Causal Inference Methods for Policy Evaluation

5-Panel Data

Jacopo Mazza

Utrecht School of Economics

2026

Motivation: Why Panel Data?

  • Cross-section data show married men earn roughly 20% more than unmarried men.
  • Is this causal? Or do higher-earning men simply marry at higher rates?
  • Unobserved heterogeneity — ability, ambition, social skills — correlates with both marriage and earnings.
  • Panel data let us follow the same person over time and remove time-invariant confounders entirely.

The Key Insight

Compare each person to themselves over time. Individual-level confounders that do not change cancel out.

Data Structure

Possible Data Structures

  • Cross-Section Data

    Observations of multiple entities at a single point in time.
  • Time-Series Data

    Observations of a single entity across multiple time periods.
  • Repeated Cross-Section Data

    Observations of different entities at multiple points in time.
  • Panel Data

    Observations of the same entities across multiple time periods.
| Entity | Year | Outcome |
|--------|------|---------|
| 1      | 2020 | 100     |
| 2      | 2020 | 120     |
| 3      | 2020 | 80      |
| Entity | Year | Outcome |
|--------|------|---------|
| 1      | 2018 | 100     |
| 1      | 2019 | 105     |
| 1      | 2020 | 110     |
| Entity | Year | Outcome |
|--------|------|---------|
| 1      | 2018 | 100     |
| 2      | 2018 | 120     |
| 3      | 2020 | 110     |
| 4      | 2020 | 130     |
| Entity | Year | Outcome |
|--------|------|---------|
| 1      | 2018 | 100     |
| 1      | 2019 | 105     |
| 1      | 2020 | 110     |
| 2      | 2018 | 120     |
| 2      | 2019 | 125     |
| 2      | 2020 | 130     |

The Pros and Cons of Panel Data

Pros

  • Control for unobserved heterogeneity if the unobserved factor does not change with time (is time-invariant).

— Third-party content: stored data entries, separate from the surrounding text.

impl IndexSource for Queries {
    fn get_package_by_name(&self, name: &str) -> Result<Package> {
        let sql = format!("SELECT {} FROM packages WHERE name = ?1", PACKAGE_COLUMNS);
        self.replica.with_conn(|conn| {
            conn.query_row(&sql, [name], package_from_row)
                .optional()?
                .ok_or_else(|| PackageError::PackageNotFound {
                    name: name.to_string(),
                })
        })
    }

    fn get_package_by_id(&self, id: i64) -> Result<Package> {
        let sql = format!("SELECT {} FROM packages WHERE id = ?1", PACKAGE_COLUMNS);
        self.replica.with_conn(|conn| {
            conn.query_row(&sql, [id], package_from_row)
                .optional()?
                .ok_or(PackageError::PackageIdNotFound { id })
        })
    }

    fn get_version(&self, package_id: i64, version: &str) -> Result<PackageVersion> {
        let sql = format!(
            "SELECT {} FROM versions WHERE package_id = ?1 AND version = ?2",
            VERSION_COLUMNS
        );
        self.replica.with_conn(|conn| {
            conn.query_row(&sql, params![package_id, version], version_from_row)
                .optional()?
                .ok_or_else(|| PackageError::VersionNotFound {
                    package: Self::package_label(conn, package_id),
                    version: version.to_string(),
                })
        })
    }

    fn get_latest_version(&self, package_id: i64) -> Result<PackageVersion> {
        let sql = format!(
            "SELECT {} FROM versions
             WHERE package_id = ?1 AND deprecated = 0 AND yanked = 0
             ORDER BY published_at DESC, id DESC
             LIMIT 1",
            VERSION_COLUMNS
        );
        self.replica.with_conn(|conn| {
            conn.query_row(&sql, [package_id], version_from_row)
                .optional()?
                .ok_or_else(|| PackageError::NoAvailableVersion {
                    package: Self::package_label(conn, package_id),
                })
        })
    }

    fn get_dependencies(&self, version_id: i64) -> Result<Vec<DependencyEdge>> {
        self.replica.with_conn(|conn| {
            let mut stmt = conn.prepare(
                "SELECT id, version_id, dependency_name, dependency_package_id,
                        version_constraint, optional, condition
                 FROM dependencies
                 WHERE version_id = ?1
                 ORDER BY optional, dependency_name",
            )?;
            let edges = stmt
                .query_map([version_id], |row| {
                    Ok(DependencyEdge {
                        id: row.get(0)?,
                        version_id: row.get(1)?,
                        dependency_name: row.get(2)?,
                        dependency_package_id: row.get(3)?,
                        version_constraint: row.get(4)?,
                        optional: row.get(5)?,
                        condition: row.get(6)?,
                    })
                })?
                .collect::<rusqlite::Result<Vec<_>>>()?;
            Ok(edges)
        })
    }
}

fn collect_packages(conn: &Connection, sql: &str, args: &[String]) -> Result<Vec<Package>> {
    let mut stmt = conn.prepare(sql)?;
    let packages = stmt
        .query_map(params_from_iter(args.iter()), package_from_row)?
        .collect::<rusqlite::Result<Vec<_>>>()?;
    Ok(packages)
}

/// LIKE pattern matching `term` anywhere, with wildcards in `term` escaped
fn contains_pattern(term: &str) -> String {
    let escaped = term
        .replace('\\', "\\\\")
        .replace('%', "\\%")
        .replace('_', "\\_");
    format!("%{}%", escaped)
}

fn package_from_row(row: &Row<'_>) -> rusqlite::Result<Package> {
    Ok(Package {
        id: row.get(0)?,
        name: row.get(1)?,
        description: row.get(2)?,
        documentation_url: row.get(3)?,
        maintainer: row.get(4)?,
        tags: row.get::<_, Option<String>>(5)?.unwrap_or_default(),
        created_time: row.get(6)?,
        updated_time: row.get(7)?,
    })
}

fn version_from_row(row: &Row<'_>) -> rusqlite::Result<PackageVersion> {
    Ok(PackageVersion {
        id: row.get(0)?,
        package_id: row.get(1)?,
        version: row.get(2)?,
        manifest_url: row.get(3)?,
        manifest_hash: row.get(4)?,
        source_type: row.get(5)?,
        source_url: row.get(6)?,
        source_ref: row.get(7)?,
        notes: row.get(8)?,
        deprecated: row.get(9)?,
        yanked: row.get(10)?,
        published_at: row.get(11)?,
    })
}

  • Can study the dynamics of the relationship between variables.

Cons

  • Requires consistent data collection over time.
  • More complex to analyze.
  • Does not address time-varying unobserved heterogeneity.

Panel Data Estimators

The 3 Panel Data Estimators

The basic regression model for panel data is:

\[ Y_{it} = \delta D_{it} + u_i + \varepsilon_{it}, \quad t=1,2,\dots, T \] Note:

  • Subscripts: \(i\) and \(t\) denote the entity and time period, respectively.

  • \(u_i\) is the person specific unobserved heterogeneity.

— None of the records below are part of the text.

//! Build manifests: types and loading
//!
//! A manifest describes one package version: where its source lives, what it
//! depends on, which build options it offers and the recipe that builds it.

pub mod accessor;
pub mod evaluator;
pub mod validator;
pub mod walker;

use crate::models::SourceType;
use crate::{PackageError, Result};
use serde::{Deserialize, Serialize};
use std::collections::BTreeMap;
use std::fmt;
use std::fs;
use std::path::Path;

pub use accessor::ManifestAccessor;
pub use evaluator::{ConditionOutcome, ConditionPolicy, Variables};
pub use validator::{diff_manifests, validate_manifest, Severity, ValidationIssue, ValidationReport};
pub use walker::{flatten_manifest, walk_manifest, PhaseWalk, StepWalk, WalkResult};

/// A package build manifest
#[derive(Debug, Clone, Default, PartialEq, Serialize, Deserialize)]
pub struct Manifest {
    pub name: String,

    pub version: String,

    #[serde(default, skip_serializing_if = "String::is_empty")]
    pub description: String,

    #[serde(default)]
    pub source: SourceSpec,

    #[serde(default)]
    pub metadata: Metadata,

    #[serde(default)]
    pub specifications: Specifications,

    #[serde(default)]
    pub recipe: Recipe,
}

/// Where to fetch the package source from
#[derive(Debug, Clone, Default, PartialEq, Serialize, Deserialize)]
pub struct SourceSpec {
    #[serde(rename = "type", skip_serializing_if = "Option::is_none")]
    pub source_type: Option<SourceType>,

    #[serde(default, skip_serializing_if = "String::is_empty")]
    pub url: String,

    /// Git tag or branch
    #[serde(default, skip_serializing_if = "Option::is_none")]
    pub tag: Option<String>,

    /// `algo:hash`
    #[serde(default, skip_serializing_if = "Option::is_none")]
    pub checksum: Option<String>,
}

#[derive(Debug, Clone, Default, PartialEq, Serialize, Deserialize)]
pub struct Metadata {
    #[serde(default, skip_serializing_if = "Vec::is_empty")]
    pub authors: Vec<String>,

    #[serde(default, skip_serializing_if = "Option::is_none")]
    pub homepage: Option<String>,

    #[serde(default, skip_serializing_if = "Option::is_none")]
    pub license: Option<String>,

    #[serde(default, skip_serializing_if = "Option::is_none")]
    pub documentation: Option<String>,
}

#[derive(Debug, Clone, Default, PartialEq, Serialize, Deserialize)]
pub struct Specifications {
    #[serde(default)]
    pub build: BuildSpec,

    #[serde(default)]
    pub runtime: RuntimeSpec,

    #[serde(default)]
    pub environment: EnvironmentSpec,
}

#[derive(Debug, Clone, Default, PartialEq, Serialize, Deserialize)]
pub struct BuildSpec {
    #[serde(default, skip_serializing_if = "Vec::is_empty")]
    pub toolchain: Vec<Tool>,

    #[serde(default, skip_serializing_if = "Vec::is_empty")]
    pub targets: Vec<Target>,

    #[serde(default, skip_serializing_if = "Vec::is_empty")]
    pub options: Vec<BuildOption>,

    #[serde(default, skip_serializing_if = "Vec::is_empty")]
    pub dependencies: Vec<Dependency>,

    /// Ordered list of variable maps
    #[serde(default, skip_serializing_if = "Vec::is_empty")]
    pub variables: Vec<BTreeMap<String, String>>,
}

#[derive(Debug, Clone, Default, PartialEq, Serialize, Deserialize)]
pub struct RuntimeSpec {
    #[serde(default, skip_serializing_if = "Vec::is_empty")]
    pub dependencies: Vec<Dependency>,
}

/// Environment variables per scope
#[derive(Debug, Clone, Default, PartialEq, Serialize, Deserialize)]
pub struct EnvironmentSpec {
    #[serde(default, skip_serializing_if = "BTreeMap::is_empty")]
    pub build: BTreeMap<String, String>,

    #[serde(default, skip_serializing_if = "BTreeMap::is_empty")]
    pub runtime: BTreeMap<String, String>,

    #[serde(rename = "self", default, skip_serializing_if = "BTreeMap::is_empty")]
    pub self_: BTreeMap<String, String>,
}

#[derive(Debug, Clone, PartialEq, Eq, Serialize, Deserialize)]
pub struct Tool {
    pub name: String,

    #[serde(default, skip_serializing_if = "String::is_empty")]
    pub version: String,
}

#[derive(Debug, Clone, PartialEq, Eq, Serialize, Deserialize)]
pub struct Target {
    pub name: String,

    #[serde(default, skip_serializing_if = "Option::is_none")]
    pub architecture: Option<String>,
}

/// Build option: a bare name or a typed declaration
#[derive(Debug, Clone, PartialEq, Serialize, Deserialize)]
#[serde(untagged)]
pub enum BuildOption {
    Name(String),

    Declared {
        name: String,

        #[serde(rename = "type", default)]
        option_type: OptionType,

        #[serde(default, skip_serializing_if = "Option::is_none")]
        default: Option<serde_yaml::Value>,

        #[serde(default, skip_serializing_if = "Option::is_none")]
        description: Option<String>,
    },
}

impl BuildOption {
    pub fn name(&self) -> &str {
        match self {
            BuildOption::Name(name) => name,
            BuildOption::Declared { name, .. } => name,
        }
    }
}

#[derive(Debug, Clone, Copy, Default, PartialEq, Eq, Serialize, Deserialize)]
#[serde(rename_all = "lowercase")]
pub enum OptionType {
    #[default]
    Bool,
    String,
    Int,
    Enum,
    List,
}

#[derive(Debug, Clone, Copy, Default, PartialEq, Eq, Serialize, Deserialize)]
#[serde(rename_all = "lowercase")]
pub enum DependencyScope {
    Build,
    Runtime,
    Test,
    #[default]
    All,
}

/// A dependency declared by a manifest
#[derive(Debug, Clone, Default, PartialEq, Eq, Serialize, Deserialize)]
#[serde(rename_all = "camelCase")]
pub struct Dependency {
    pub name: String,

    /// Version constraint such as `>=3.20`
    #[serde(default, skip_serializing_if = "String::is_empty")]
    pub version: String,

    /// Options that pull this dependency in; any one suffices
    #[serde(default, skip_serializing_if = "Vec::is_empty")]
    pub for_options: Vec<String>,

    /// Options to enable on the dependency itself
    #[serde(default, skip_serializing_if = "Vec::is_empty")]
    pub with_options: Vec<String>,

    #[serde(default, alias = "isOptional", skip_serializing_if = "is_false")]
    pub optional: bool,

    #[serde(default)]
    pub scope: DependencyScope,
}

fn is_false(value: &bool) -> bool {
    !*value
}

impl Dependency {
    /// Whether the dependency applies given the enabled options
    pub fn applies_to(&self, options: &[String]) -> bool {
        self.for_options.is_empty() || self.for_options.iter().any(|o| options.contains(o))
    }
}

/// Ordered recipe steps per phase
#[derive(Debug, Clone, Default, PartialEq, Eq, Serialize, Deserialize)]
pub struct Recipe {
    #[serde(default, skip_serializing_if = "Vec::is_empty")]
    pub configuration: Vec<RecipeStep>,

    #[serde(default, skip_serializing_if = "Vec::is_empty")]
    pub build: Vec<RecipeStep>,

    #[serde(default, skip_serializing_if = "Vec::is_empty")]
    pub install: Vec<RecipeStep>,

    #[serde(rename = "use", default, skip_serializing_if = "Vec::is_empty")]
    pub use_: Vec<RecipeStep>,
}

impl Recipe {
    pub fn steps(&self, phase: RecipePhase) -> &[RecipeStep] {
        match phase {
            RecipePhase::Configuration => &self.configuration,
            RecipePhase::Build => &self.build,
            RecipePhase::Install => &self.install,
            RecipePhase::Use => &self.use_,
        }
    }

    pub fn steps_mut(&mut self, phase: RecipePhase) -> &mut Vec<RecipeStep> {
        match phase {
            RecipePhase::Configuration => &mut self.configuration,
            RecipePhase::Build => &mut self.build,
            RecipePhase::Install => &mut self.install,
            RecipePhase::Use => &mut self.use_,
        }
    }

    pub fn total_steps(&self) -> usize {
        RecipePhase::ALL.iter().map(|p| self.steps(*p).len()).sum()
    }
}

#[derive(Debug, Clone, Copy, PartialEq, Eq, Hash, Serialize, Deserialize)]
#[serde(rename_all = "lowercase")]
pub enum RecipePhase {
    Configuration,
    Build,
    Install,
    Use,
}

impl RecipePhase {
    /// Execution order
    pub const ALL: [RecipePhase; 4] = [
        RecipePhase::Configuration,
        RecipePhase::Build,
        RecipePhase::Install,
        RecipePhase::Use,
    ];

    pub fn as_str(&self) -> &'static str {
        match self {
            RecipePhase::Configuration => "configuration",
            RecipePhase::Build => "build",
            RecipePhase::Install => "install",
            RecipePhase::Use => "use",
        }
    }

    /// Parse a phase name; `configure` is accepted for `configuration`
    pub fn parse(s: &str) -> Option<Self> {
        match s.to_ascii_lowercase().as_str() {
            "configuration" | "configure" => Some(RecipePhase::Configuration),
            "build" => Some(RecipePhase::Build),
            "install" => Some(RecipePhase::Install),
            "use" => Some(RecipePhase::Use),
            _ => None,
        }
    }
}

impl fmt::Display for RecipePhase {
    fn fmt(&self, f: &mut fmt::Formatter<'_>) -> fmt::Result {
        f.write_str(self.as_str())
    }
}

/// One recipe step. Exactly one of `command`, `script` or `set` is expected.
#[derive(Debug, Clone, Default, PartialEq, Eq, Serialize, Deserialize)]
#[serde(rename_all = "camelCase")]
pub struct RecipeStep {
    #[serde(default, skip_serializing_if = "String::is_empty")]
    pub name: String,

    #[serde(default, skip_serializing_if = "Option::is_none")]
    pub command: Option<String>,

    #[serde(default, skip_serializing_if = "Option::is_none")]
    pub script: Option<String>,

    #[serde(default, skip_serializing_if = "Vec::is_empty")]
    pub args: Vec<String>,

    #[serde(default, alias = "working_dir", skip_serializing_if = "Option::is_none")]
    pub working_dir: Option<String>,

    #[serde(rename = "if", default, skip_serializing_if = "Option::is_none")]
    pub condition: Option<String>,

    /// Variable assignments applied when the step is reached
    #[serde(default, skip_serializing_if = "BTreeMap::is_empty")]
    pub set: BTreeMap<String, String>,
}

impl RecipeStep {
    pub fn is_conditional(&self) -> bool {
        self.condition.as_deref().is_some_and(|c| !c.trim().is_empty())
    }
}

impl Manifest {
    /// Load a manifest; `.yaml`/`.yml` files are YAML, anything else JSON
    pub fn from_file(path: &Path) -> Result<Self> {
        let content = fs::read_to_string(path).map_err(|e| PackageError::InvalidManifest {
            path: path.to_path_buf(),
            message: format!("Failed to read file: {}", e),
        })?;

        let is_yaml = matches!(
            path.extension().and_then(|e| e.to_str()),
            Some("yaml") | Some("yml")
        );
        let parsed = if is_yaml {
            Self::from_yaml_str(&content)
        } else {
            Self::from_json_str(&content)
        };

        parsed.map_err(|e| PackageError::InvalidManifest {
            path: path.to_path_buf(),
            message: format!("Failed to parse manifest: {}", e),
        })
    }

    pub fn from_yaml_str(s: &str) -> Result<Self> {
        Ok(serde_yaml::from_str(s)?)
    }

    pub fn from_json_str(s: &str) -> Result<Self> {
        Ok(serde_json::from_str(s)?)
    }

    /// `name@version`
    pub fn full_identifier(&self) -> String {
        format!("{}@{}", self.name, self.version)
    }

    pub fn accessor(&self) -> ManifestAccessor<'_> {
        ManifestAccessor::new(self)
    }
}

#[cfg(test)]
pub(crate) mod fixtures {
    use super::Manifest;

    pub const ROOT_YAML: &str = r#"
name: root
version: 6.30.02
description: CERN ROOT data analysis framework
source:
  type: git
  url: https://github.com/root-project/root.git
  tag: v6-30-02
  checksum: sha256:abc123
metadata:
  authors: [ROOT Team]
  license: LGPL-2.1
specifications:
  build:
    toolchain:
      - name: gcc
        version: ">=11"
    targets:
      - name: linux
        architecture: x86_64
    options: [python, roofit, { name: jobs, type: int, default: 8 }]
    dependencies:
      - name: cmake
        version: ">=3.20"
      - name: python
        version: ">=3.8"
        forOptions: [python]
      - name: gsl
        version: ">=2.5"
        forOptions: [roofit, mathmore]
    variables:
      - CMAKE_BUILD_TYPE: Release
        CXX_STANDARD: "17"
      - CMAKE_BUILD_TYPE: Debug
  runtime:
    dependencies:
      - name: python
        version: ">=3.8"
        forOptions: [python]
        isOptional: true
  environment:
    build:
      CC: gcc
    runtime:
      ROOTSYS: ${INSTALL_PREFIX}
    self:
      PATH: ${INSTALL_PREFIX}/bin
recipe:
  configuration:
    - name: configure
      command: cmake -S ${SOURCE_DIR} -B ${BUILD_DIR} -DCMAKE_BUILD_TYPE=${CMAKE_BUILD_TYPE}
    - name: enable python
      if: ${OPTIONS_PYTHON}
      set:
        PYROOT: "ON"
  build:
    - name: compile
      command: cmake --build ${BUILD_DIR}
      args: ["-j", "8"]
      workingDir: ${BUILD_DIR}
  install:
    - name: install
      command: cmake --install ${BUILD_DIR} --prefix ${INSTALL_PREFIX}
"#;

    pub fn root() -> Manifest {
        Manifest::from_yaml_str(ROOT_YAML).unwrap()
    }
}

  1. Pooled OLS: The simplest estimator, it pools all the data and estimates a single OLS regression.

  2. Random Effects: Assumes that the unobserved heterogeneity is uncorrelated with the observed variables.

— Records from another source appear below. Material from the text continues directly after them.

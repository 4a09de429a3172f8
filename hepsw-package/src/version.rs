//! Version and version constraint handling for manifests

use crate::{PackageError, Result};
use std::fmt;

pub use semver::{Version as SemverVersion, VersionReq as SemverVersionReq};

/// Wrapper around semver::Version
#[derive(Debug, Clone, PartialEq, Eq, PartialOrd, Ord, Hash)]
pub struct Version(pub SemverVersion);

/// Wrapper around semver::VersionReq
#[derive(Debug, Clone, PartialEq, Eq, Hash)]
pub struct VersionReq(pub SemverVersionReq);

impl Version {
    /// Parse a strict `x.y.z` version string
    pub fn parse(s: &str) -> Result<Self> {
        SemverVersion::parse(s.trim())
            .map(Version)
            .map_err(|_| PackageError::InvalidValue {
                kind: "version",
                value: s.to_string(),
            })
    }

    /// Parse leniently: a leading `v` and missing minor/patch components are
    /// accepted, as are HEP-style zero-padded components such as `6.30.02`
    pub fn parse_lenient(s: &str) -> Result<Self> {
        let trimmed = s.trim().trim_start_matches('v');
        let (core, rest) = match trimmed.find(|c: char| c == '-' || c == '+') {
            Some(i) => trimmed.split_at(i),
            None => (trimmed, ""),
        };

        let mut parts = core
            .split('.')
            .map(|p| p.parse::<u64>())
            .collect::<std::result::Result<Vec<_>, _>>()
            .map_err(|_| PackageError::InvalidValue {
                kind: "version",
                value: s.to_string(),
            })?;
        if parts.is_empty() || parts.len() > 3 {
            return Err(PackageError::InvalidValue {
                kind: "version",
                value: s.to_string(),
            });
        }
        parts.resize(3, 0);

        Self::parse(&format!("{}.{}.{}{}", parts[0], parts[1], parts[2], rest))
    }

    pub fn new(major: u64, minor: u64, patch: u64) -> Self {
        Version(SemverVersion::new(major, minor, patch))
    }

    /// Check if this version satisfies a requirement
    pub fn satisfies(&self, req: &VersionReq) -> bool {
        req.0.matches(&self.0)
    }

    pub fn is_prerelease(&self) -> bool {
        !self.0.pre.is_empty()
    }
}

impl VersionReq {
    /// Parse a constraint such as `>=3.20`, `==1.5.0` or `>=1.0, <2.0`
    pub fn parse(s: &str) -> Result<Self> {
        let normalized = normalize_version_req(s);

        SemverVersionReq::parse(&normalized)
            .map(VersionReq)
            .map_err(|_| PackageError::InvalidValue {
                kind: "version constraint",
                value: s.to_string(),
            })
    }

    /// Create a version requirement that matches any version
    pub fn any() -> Self {
        VersionReq(SemverVersionReq::STAR)
    }

    pub fn matches(&self, version: &Version) -> bool {
        self.0.matches(&version.0)
    }
}

/// Normalize manifest-style constraints to semver syntax
fn normalize_version_req(s: &str) -> String {
    let trimmed = s.trim();

    if trimmed.is_empty() || trimmed == "latest" || trimmed == "*" {
        return "*".to_string();
    }

    // Ranges like "1.0 - 2.0"
    if let Some((low, high)) = trimmed.split_once(" - ") {
        return format!(">={}, <={}", low.trim(), high.trim());
    }

    trimmed
        .split(',')
        .map(|part| {
            let part = part.trim();
            if let Some(rest) = part.strip_prefix("==") {
                format!("={}", rest.trim())
            } else if part.starts_with(|c: char| c.is_ascii_digit()) {
                format!("={}", part)
            } else {
                part.to_string()
            }
        })
        .collect::<Vec<_>>()
        .join(", ")
}

/// Whether a version starts with `major.minor.patch`
pub fn is_semver_like(version: &str) -> bool {
    let mut rest = version;
    for i in 0..3 {
        let digits = rest.chars().take_while(|c| c.is_ascii_digit()).count();
        if digits == 0 {
            return false;
        }
        rest = &rest[digits..];
        if i < 2 {
            match rest.strip_prefix('.') {
                Some(r) => rest = r,
                None => return false,
            }
        }
    }
    true
}

/// Whether a dependency constraint looks well formed.
///
/// Each comma-separated part is an optional operator followed by a version;
/// zero-padded components such as `>=6.30.02` are accepted.
pub fn is_valid_constraint(constraint: &str) -> bool {
    let trimmed = constraint.trim();
    if trimmed == "*" || trimmed == "latest" {
        return true;
    }

    trimmed.split(',').all(|part| {
        let version = part
            .trim()
            .trim_start_matches(|c: char| matches!(c, '>' | '<' | '=' | '!' | '~' | '^'))
            .trim();
        !version.is_empty() && Version::parse_lenient(version).is_ok()
    })
}

impl fmt::Display for Version {
    fn fmt(&self, f: &mut fmt::Formatter<'_>) -> fmt::Result {
        self.0.fmt(f)
    }
}

impl fmt::Display for VersionReq {
    fn fmt(&self, f: &mut fmt::Formatter<'_>) -> fmt::Result {
        self.0.fmt(f)
    }
}

#[cfg(test)]
mod tests {
    use super::*;

    #[test]
    fn test_lenient_parsing() {
        assert_eq!(Version::parse_lenient("6.30.02").unwrap(), Version::new(6, 30, 2));
        assert_eq!(Version::parse_lenient("v3.27").unwrap(), Version::new(3, 27, 0));
        assert_eq!(Version::parse_lenient("11").unwrap(), Version::new(11, 0, 0));
        assert!(Version::parse_lenient("1.2.3.4").is_err());
        assert!(Version::parse_lenient("abc").is_err());
        assert!(Version::parse_lenient("1.0.0-rc1").unwrap().is_prerelease());
    }

    #[test]
    fn test_constraints() {
        let req = VersionReq::parse(">=3.20").unwrap();
        assert!(Version::new(3, 27, 0).satisfies(&req));
        assert!(!Version::new(3, 16, 0).satisfies(&req));

        let req = VersionReq::parse(">=1.0.0,<2.0.0").unwrap();
        assert!(req.matches(&Version::new(1, 5, 0)));
        assert!(!req.matches(&Version::new(2, 0, 0)));

        assert!(VersionReq::parse("==1.5.0").unwrap().matches(&Version::new(1, 5, 0)));
        assert!(VersionReq::parse("latest").unwrap().matches(&Version::new(0, 1, 0)));
        assert!(VersionReq::parse("1.0 - 2.0").unwrap().matches(&Version::new(1, 9, 9)));
        assert!(VersionReq::any().matches(&Version::new(9, 9, 9)));
    }

    #[test]
    fn test_format_checks() {
        assert!(is_semver_like("6.30.02"));
        assert!(is_semver_like("1.2.3-beta"));
        assert!(!is_semver_like("1.2"));
        assert!(!is_semver_like("v1.2.3"));

        assert!(is_valid_constraint(">=3.8"));
        assert!(is_valid_constraint("^1.2"));
        assert!(is_valid_constraint(">=6.30.02, <7"));
        assert!(is_valid_constraint("!=1.5.0"));
        assert!(!is_valid_constraint(">=banana"));
        assert!(!is_valid_constraint(">="));
    }
}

  3. Fixed Effects: Controls for unobserved heterogeneity by including a dummy variable for each entity.

Pooled OLS

Simple idea: ignore the panel structure and estimate a single OLS regression.

\[ Y_{it} = \delta D_{it} + \eta_{it} \quad t=1,2,\dots, T\]

  • with \(\eta_{it} = u_i + \varepsilon_{it}\)
  • Main assumption: \(E(\eta_{it} | D_{it}) = 0\)
  • This assumption is violated if \(u_i\) is correlated with \(D_{it}\).
  • Would this assumption hold when estimating the effect of education on income?

Inference in Pooled OLS

The standard errors in Pooled OLS are too small because they do not account for the panel structure.

  • Serial correlation: Observations within the same entity are likely to be correlated, but to be consistent POLS assumes: \(\text{Cov}(\varepsilon_{it}, \varepsilon_{it+1}) = 0\).

  • Heteroskedasticity: The variance of the error term may vary across entities and time periods.

  • Solution \(\Longrightarrow\) Clustered Standard Errors.

Clustered Standard Errors

  • Assume that clusters are randomly drawn from a larger population

  • Assume that the error term is correlated within the same entity \(i\).

  • Available in most statistical software.

Random Effects (RE)

  • Random effects treats \(u_i\) as a random variable with known distribution (e.g. normal).

  • Key assumption: \(u_i\) is uncorrelated with the observed variables \[\text{Cov}(D_{it}, u_i) = 0, \quad t=1,2,\dots,T\].

  • RE uses the within and between variation to estimate the effect.

  • RE can estimate coefficients of both time-varying and time-invariant regressors.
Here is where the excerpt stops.